• [Exercise description] Write back each entry precisely as it is given.
[[ Extracted records open ]]
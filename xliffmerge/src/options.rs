//! Options controlling a merge run.

use std::{
    fmt::{Display, Formatter},
    str::FromStr,
};

use crate::{error::Error, special_cases::SpecialCases};

/// What to do with a `trans-unit` that already carries a `<target>`.
#[derive(Debug, Clone, Copy, PartialEq, Eq, Default)]
pub enum ExistingTarget {
    /// Replace the first existing target in place, drop any others.
    #[default]
    Overwrite,
    /// Leave the unit untouched.
    Skip,
    /// Abort the run.
    Error,
}

impl Display for ExistingTarget {
    fn fmt(&self, f: &mut Formatter<'_>) -> std::fmt::Result {
        match self {
            ExistingTarget::Overwrite => write!(f, "overwrite"),
            ExistingTarget::Skip => write!(f, "skip"),
            ExistingTarget::Error => write!(f, "error"),
        }
    }
}

impl FromStr for ExistingTarget {
    type Err = Error;
    fn from_str(s: &str) -> Result<Self, Self::Err> {
        match s.trim().to_ascii_lowercase().as_str() {
            "overwrite" => Ok(ExistingTarget::Overwrite),
            "skip" => Ok(ExistingTarget::Skip),
            "error" => Ok(ExistingTarget::Error),
            other => Err(Error::DataMismatch(format!(
                "unknown existing-target policy `{}` (expected overwrite, skip or error)",
                other
            ))),
        }
    }
}

/// Configuration passed explicitly into [`crate::operations::merge_document`].
#[derive(Debug, Clone, PartialEq, Eq, Default)]
pub struct MergeOptions {
    /// Fallback table for positional keys extracted with named tokens.
    pub special_cases: SpecialCases,
    /// Policy for units that already have a target.
    pub existing: ExistingTarget,
}

impl MergeOptions {
    /// Creates default options: built-in special cases, overwrite policy.
    pub fn new() -> Self {
        Self::default()
    }

    pub fn with_special_cases(mut self, special_cases: SpecialCases) -> Self {
        self.special_cases = special_cases;
        self
    }

    pub fn with_existing(mut self, existing: ExistingTarget) -> Self {
        self.existing = existing;
        self
    }
}
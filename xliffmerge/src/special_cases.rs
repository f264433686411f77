//! Keys whose upstream extraction used named tokens instead of positional ones.
//!
//! Derived XLIFF keys are always positional (`{0} day(s) ago`); a few
//! messages were extracted with a named token (`{ago} day(s) ago`). The
//! table maps the former to the latter and is consulted only after a direct
//! catalog lookup failed.

use std::collections::BTreeMap;

use lazy_static::lazy_static;
use serde::{Deserialize, Serialize};

lazy_static! {
    static ref BUILTIN: BTreeMap<String, String> = {
        let mut m = BTreeMap::new();
        for unit in ["day", "hour", "minute", "second"] {
            m.insert(
                format!("{{0}} {}(s) ago", unit),
                format!("{{ago}} {}(s) ago", unit),
            );
        }
        m
    };
}

/// Immutable positional-key to named-key table.
#[derive(Debug, Clone, PartialEq, Eq, Serialize, Deserialize)]
#[serde(transparent)]
pub struct SpecialCases {
    table: BTreeMap<String, String>,
}

impl Default for SpecialCases {
    /// The built-in table.
    fn default() -> Self {
        SpecialCases {
            table: BUILTIN.clone(),
        }
    }
}

impl SpecialCases {
    /// A table with no entries; the fallback never fires.
    pub fn empty() -> Self {
        SpecialCases {
            table: BTreeMap::new(),
        }
    }

    /// Builder-style insert.
    pub fn with_entry(mut self, positional: impl Into<String>, named: impl Into<String>) -> Self {
        self.table.insert(positional.into(), named.into());
        self
    }

    /// The alternate key for `key`, if one is registered.
    pub fn resolve(&self, key: &str) -> Option<&str> {
        self.table.get(key).map(String::as_str)
    }

    pub fn iter(&self) -> impl Iterator<Item = (&str, &str)> {
        self.table.iter().map(|(k, v)| (k.as_str(), v.as_str()))
    }

    pub fn len(&self) -> usize {
        self.table.len()
    }

    pub fn is_empty(&self) -> bool {
        self.table.is_empty()
    }
}

impl From<BTreeMap<String, String>> for SpecialCases {
    fn from(table: BTreeMap<String, String>) -> Self {
        SpecialCases { table }
    }
}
[[ Extracted records closed ]]
• [Exercise output]
filename xliffmerge/src/options.rs
//! Options controlling a merge run.

use std::{
    fmt::{Display, Formatter},
    str::FromStr,
};

use crate::{error::Error, special_cases::SpecialCases};

/// What to do with a `trans-unit` that already carries a `<target>`.
#[derive(Debug, Clone, Copy, PartialEq, Eq, Default)]
pub enum ExistingTarget {
    /// Replace the first existing target in place, drop any others.
    #[default]
    Overwrite,
    /// Leave the unit untouched.
    Skip,
    /// Abort the run.
    Error,
}

impl Display for ExistingTarget {
    fn fmt(&self, f: &mut Formatter<'_>) -> std::fmt::Result {
        match self {
            ExistingTarget::Overwrite => write!(f, "overwrite"),
            ExistingTarget::Skip => write!(f, "skip"),
            ExistingTarget::Error => write!(f, "error"),
        }
    }
}

impl FromStr for ExistingTarget {
    type Err = Error;
    fn from_str(s: &str) -> Result<Self, Self::Err> {
        match s.trim().to_ascii_lowercase().as_str() {
            "overwrite" => Ok(ExistingTarget::Overwrite),
            "skip" => Ok(ExistingTarget::Skip),
            "error" => Ok(ExistingTarget::Error),
            other => Err(Error::DataMismatch(format!(
                "unknown existing-target policy `{}` (expected overwrite, skip or error)",
                other
            ))),
        }
    }
}

/// Configuration passed explicitly into [`crate::operations::merge_document`].
#[derive(Debug, Clone, PartialEq, Eq, Default)]
pub struct MergeOptions {
    /// Fallback table for positional keys extracted with named tokens.
    pub special_cases: SpecialCases,
    /// Policy for units that already have a target.
    pub existing: ExistingTarget,
}

impl MergeOptions {
    /// Creates default options: built-in special cases, overwrite policy.
    pub fn new() -> Self {
        Self::default()
    }

    pub fn with_special_cases(mut self, special_cases: SpecialCases) -> Self {
        self.special_cases = special_cases;
        self
    }

    pub fn with_existing(mut self, existing: ExistingTarget) -> Self {
        self.existing = existing;
        self
    }
}
filename xliffmerge/src/special_cases.rs
repository f264433686411f77
//! Keys whose upstream extraction used named tokens instead of positional ones.
//!
//! Derived XLIFF keys are always positional (`{0} day(s) ago`); a few
//! messages were extracted with a named token (`{ago} day(s) ago`). The
//! table maps the former to the latter and is consulted only after a direct
//! catalog lookup failed.

use std::collections::BTreeMap;

use lazy_static::lazy_static;
use serde::{Deserialize, Serialize};

lazy_static! {
    static ref BUILTIN: BTreeMap<String, String> = {
        let mut m = BTreeMap::new();
        for unit in ["day", "hour", "minute", "second"] {
            m.insert(
                format!("{{0}} {}(s) ago", unit),
                format!("{{ago}} {}(s) ago", unit),
            );
        }
        m
    };
}

/// Immutable positional-key to named-key table.
#[derive(Debug, Clone, PartialEq, Eq, Serialize, Deserialize)]
#[serde(transparent)]
pub struct SpecialCases {
    table: BTreeMap<String, String>,
}

impl Default for SpecialCases {
    /// The built-in table.
    fn default() -> Self {
        SpecialCases {
            table: BUILTIN.clone(),
        }
    }
}

impl SpecialCases {
    /// A table with no entries; the fallback never fires.
    pub fn empty() -> Self {
        SpecialCases {
            table: BTreeMap::new(),
        }
    }

    /// Builder-style insert.
    pub fn with_entry(mut self, positional: impl Into<String>, named: impl Into<String>) -> Self {
        self.table.insert(positional.into(), named.into());
        self
    }

    /// The alternate key for `key`, if one is registered.
    pub fn resolve(&self, key: &str) -> Option<&str> {
        self.table.get(key).map(String::as_str)
    }

    pub fn iter(&self) -> impl Iterator<Item = (&str, &str)> {
        self.table.iter().map(|(k, v)| (k.as_str(), v.as_str()))
    }

    pub fn len(&self) -> usize {
        self.table.len()
    }

    pub fn is_empty(&self) -> bool {
        self.table.is_empty()
    }
}

impl From<BTreeMap<String, String>> for SpecialCases {
    fn from(table: BTreeMap<String, String>) -> Self {
        SpecialCases { table }
    }
}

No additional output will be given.